-- Study material follows --

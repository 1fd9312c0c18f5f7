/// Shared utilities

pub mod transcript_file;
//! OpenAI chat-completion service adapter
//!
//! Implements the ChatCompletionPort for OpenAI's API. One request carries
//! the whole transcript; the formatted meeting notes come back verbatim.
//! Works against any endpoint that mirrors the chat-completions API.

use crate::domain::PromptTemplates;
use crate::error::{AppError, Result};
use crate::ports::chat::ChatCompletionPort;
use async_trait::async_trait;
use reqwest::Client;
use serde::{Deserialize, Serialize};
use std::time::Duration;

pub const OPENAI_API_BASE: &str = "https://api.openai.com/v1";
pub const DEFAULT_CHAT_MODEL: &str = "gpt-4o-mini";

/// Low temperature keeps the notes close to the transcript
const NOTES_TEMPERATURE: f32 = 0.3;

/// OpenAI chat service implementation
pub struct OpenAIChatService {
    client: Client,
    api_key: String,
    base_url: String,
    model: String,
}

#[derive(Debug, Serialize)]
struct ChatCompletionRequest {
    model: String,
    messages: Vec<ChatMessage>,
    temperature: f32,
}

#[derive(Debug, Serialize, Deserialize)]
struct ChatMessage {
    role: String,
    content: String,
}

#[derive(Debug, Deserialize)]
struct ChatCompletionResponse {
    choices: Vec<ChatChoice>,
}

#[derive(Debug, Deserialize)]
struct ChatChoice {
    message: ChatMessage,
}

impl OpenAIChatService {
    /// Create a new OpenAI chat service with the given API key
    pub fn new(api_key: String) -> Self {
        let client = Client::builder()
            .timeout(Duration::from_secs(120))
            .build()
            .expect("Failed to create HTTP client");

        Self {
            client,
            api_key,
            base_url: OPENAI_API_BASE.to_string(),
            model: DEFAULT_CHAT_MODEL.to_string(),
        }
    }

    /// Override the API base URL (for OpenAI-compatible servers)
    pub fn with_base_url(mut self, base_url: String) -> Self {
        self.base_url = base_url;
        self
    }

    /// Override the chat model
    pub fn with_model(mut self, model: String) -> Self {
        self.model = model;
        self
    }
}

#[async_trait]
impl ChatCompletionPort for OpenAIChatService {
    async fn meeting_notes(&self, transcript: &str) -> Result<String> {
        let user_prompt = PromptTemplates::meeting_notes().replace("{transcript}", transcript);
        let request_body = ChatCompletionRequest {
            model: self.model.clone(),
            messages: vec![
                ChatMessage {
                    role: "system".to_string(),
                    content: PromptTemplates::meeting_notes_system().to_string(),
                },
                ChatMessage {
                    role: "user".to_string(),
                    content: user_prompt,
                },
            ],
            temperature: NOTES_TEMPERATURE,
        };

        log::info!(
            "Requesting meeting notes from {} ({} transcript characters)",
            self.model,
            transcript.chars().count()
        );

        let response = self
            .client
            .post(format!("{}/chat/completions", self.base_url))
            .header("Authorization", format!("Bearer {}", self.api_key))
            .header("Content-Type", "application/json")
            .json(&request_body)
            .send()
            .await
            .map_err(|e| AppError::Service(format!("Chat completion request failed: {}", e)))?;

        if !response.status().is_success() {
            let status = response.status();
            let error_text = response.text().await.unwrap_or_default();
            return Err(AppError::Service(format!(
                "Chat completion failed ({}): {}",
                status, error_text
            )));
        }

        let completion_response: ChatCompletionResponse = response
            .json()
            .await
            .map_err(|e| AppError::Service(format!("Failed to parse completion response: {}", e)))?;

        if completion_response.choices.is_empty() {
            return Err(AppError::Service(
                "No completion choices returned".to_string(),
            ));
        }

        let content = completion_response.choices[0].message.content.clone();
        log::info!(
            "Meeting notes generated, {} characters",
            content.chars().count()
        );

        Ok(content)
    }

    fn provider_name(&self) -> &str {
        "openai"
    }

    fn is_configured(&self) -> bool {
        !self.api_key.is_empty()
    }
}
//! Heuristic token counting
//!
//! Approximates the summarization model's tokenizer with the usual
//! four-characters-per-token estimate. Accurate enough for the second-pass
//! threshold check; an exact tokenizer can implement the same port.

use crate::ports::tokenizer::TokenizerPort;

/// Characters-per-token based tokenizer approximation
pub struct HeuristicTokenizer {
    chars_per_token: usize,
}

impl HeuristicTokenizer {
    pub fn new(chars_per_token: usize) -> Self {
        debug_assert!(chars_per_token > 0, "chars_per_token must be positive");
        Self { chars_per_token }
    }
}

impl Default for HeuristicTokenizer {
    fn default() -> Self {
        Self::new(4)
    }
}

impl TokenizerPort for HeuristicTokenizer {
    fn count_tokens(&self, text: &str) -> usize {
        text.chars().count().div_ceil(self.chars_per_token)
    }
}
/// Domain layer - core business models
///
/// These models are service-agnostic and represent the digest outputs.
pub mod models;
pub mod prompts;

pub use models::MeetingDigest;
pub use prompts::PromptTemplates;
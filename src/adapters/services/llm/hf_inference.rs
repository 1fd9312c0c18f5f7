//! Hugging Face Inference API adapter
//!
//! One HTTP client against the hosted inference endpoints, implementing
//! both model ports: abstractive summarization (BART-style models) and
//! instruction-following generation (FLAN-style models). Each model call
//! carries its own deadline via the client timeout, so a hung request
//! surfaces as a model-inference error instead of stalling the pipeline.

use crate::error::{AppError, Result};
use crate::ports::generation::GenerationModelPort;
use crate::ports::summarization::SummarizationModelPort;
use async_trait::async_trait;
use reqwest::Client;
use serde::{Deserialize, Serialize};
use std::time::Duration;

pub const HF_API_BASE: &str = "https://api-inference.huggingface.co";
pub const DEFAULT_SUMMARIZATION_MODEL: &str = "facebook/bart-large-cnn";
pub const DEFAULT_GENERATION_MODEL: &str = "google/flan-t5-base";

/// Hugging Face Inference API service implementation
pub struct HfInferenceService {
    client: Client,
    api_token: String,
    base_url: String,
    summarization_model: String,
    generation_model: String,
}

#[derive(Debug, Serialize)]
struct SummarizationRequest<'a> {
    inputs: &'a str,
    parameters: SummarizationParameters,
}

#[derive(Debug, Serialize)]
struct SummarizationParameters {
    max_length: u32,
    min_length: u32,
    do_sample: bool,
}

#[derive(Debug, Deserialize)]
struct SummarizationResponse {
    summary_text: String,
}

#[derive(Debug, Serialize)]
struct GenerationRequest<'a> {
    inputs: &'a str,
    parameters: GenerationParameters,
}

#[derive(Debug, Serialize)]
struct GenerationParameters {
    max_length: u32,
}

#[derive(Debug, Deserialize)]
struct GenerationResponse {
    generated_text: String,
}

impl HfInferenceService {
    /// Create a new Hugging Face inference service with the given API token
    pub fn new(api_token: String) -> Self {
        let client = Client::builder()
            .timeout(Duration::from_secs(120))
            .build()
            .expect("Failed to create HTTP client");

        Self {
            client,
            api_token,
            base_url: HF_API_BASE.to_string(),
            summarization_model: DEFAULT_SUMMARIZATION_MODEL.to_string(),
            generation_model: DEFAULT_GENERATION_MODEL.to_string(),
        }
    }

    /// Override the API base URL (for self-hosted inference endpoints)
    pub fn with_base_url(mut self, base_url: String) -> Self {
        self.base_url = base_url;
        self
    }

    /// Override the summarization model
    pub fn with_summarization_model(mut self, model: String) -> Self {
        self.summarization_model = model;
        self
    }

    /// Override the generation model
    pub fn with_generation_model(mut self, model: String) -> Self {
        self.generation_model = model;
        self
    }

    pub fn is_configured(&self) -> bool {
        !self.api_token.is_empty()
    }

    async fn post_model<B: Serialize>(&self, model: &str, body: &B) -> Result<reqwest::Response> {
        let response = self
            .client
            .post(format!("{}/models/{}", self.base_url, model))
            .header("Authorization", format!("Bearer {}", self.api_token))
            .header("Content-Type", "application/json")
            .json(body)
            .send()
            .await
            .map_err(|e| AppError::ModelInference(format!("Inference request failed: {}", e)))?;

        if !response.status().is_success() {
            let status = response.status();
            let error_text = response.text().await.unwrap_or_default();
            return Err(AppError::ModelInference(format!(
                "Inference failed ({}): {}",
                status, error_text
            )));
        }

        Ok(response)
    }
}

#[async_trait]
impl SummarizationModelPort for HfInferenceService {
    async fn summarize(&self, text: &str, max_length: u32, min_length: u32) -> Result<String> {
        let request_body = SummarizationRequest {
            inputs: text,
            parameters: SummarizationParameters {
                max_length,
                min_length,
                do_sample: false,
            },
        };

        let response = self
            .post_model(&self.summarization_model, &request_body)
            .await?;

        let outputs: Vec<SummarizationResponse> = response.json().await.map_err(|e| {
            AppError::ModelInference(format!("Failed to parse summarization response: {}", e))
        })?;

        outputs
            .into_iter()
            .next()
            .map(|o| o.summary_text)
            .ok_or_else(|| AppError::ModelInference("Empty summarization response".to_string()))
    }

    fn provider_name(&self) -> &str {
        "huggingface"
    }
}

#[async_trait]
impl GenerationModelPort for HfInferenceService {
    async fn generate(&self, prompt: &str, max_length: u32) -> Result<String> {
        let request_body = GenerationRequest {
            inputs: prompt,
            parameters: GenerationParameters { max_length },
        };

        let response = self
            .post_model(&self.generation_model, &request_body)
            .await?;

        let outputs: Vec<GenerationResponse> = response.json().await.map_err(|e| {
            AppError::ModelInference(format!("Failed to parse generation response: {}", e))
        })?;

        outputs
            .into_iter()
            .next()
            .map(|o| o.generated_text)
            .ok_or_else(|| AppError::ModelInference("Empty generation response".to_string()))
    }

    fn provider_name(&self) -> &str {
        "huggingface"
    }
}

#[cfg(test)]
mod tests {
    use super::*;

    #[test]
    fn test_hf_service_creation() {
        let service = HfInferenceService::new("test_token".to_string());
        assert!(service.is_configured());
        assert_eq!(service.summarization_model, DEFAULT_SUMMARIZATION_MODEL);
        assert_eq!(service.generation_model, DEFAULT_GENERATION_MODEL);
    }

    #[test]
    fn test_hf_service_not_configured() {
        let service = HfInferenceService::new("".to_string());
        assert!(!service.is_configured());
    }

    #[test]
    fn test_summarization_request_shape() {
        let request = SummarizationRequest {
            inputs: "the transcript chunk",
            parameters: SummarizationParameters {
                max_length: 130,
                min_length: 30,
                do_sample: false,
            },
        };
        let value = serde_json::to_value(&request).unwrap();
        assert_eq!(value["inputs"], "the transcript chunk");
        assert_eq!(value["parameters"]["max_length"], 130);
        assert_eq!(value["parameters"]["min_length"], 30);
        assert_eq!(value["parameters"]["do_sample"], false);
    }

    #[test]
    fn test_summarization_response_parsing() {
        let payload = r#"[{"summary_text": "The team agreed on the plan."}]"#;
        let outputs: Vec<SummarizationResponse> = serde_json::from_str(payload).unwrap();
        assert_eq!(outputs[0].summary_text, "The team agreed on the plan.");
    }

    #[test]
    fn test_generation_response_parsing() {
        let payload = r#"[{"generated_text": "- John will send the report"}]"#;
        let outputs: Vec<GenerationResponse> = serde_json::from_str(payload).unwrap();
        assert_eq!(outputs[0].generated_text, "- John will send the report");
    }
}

-- Study material concluded --

Your instructions → Go through the entries above and count the lines with the word "ModelInference", then give only that number.

Task solution → 6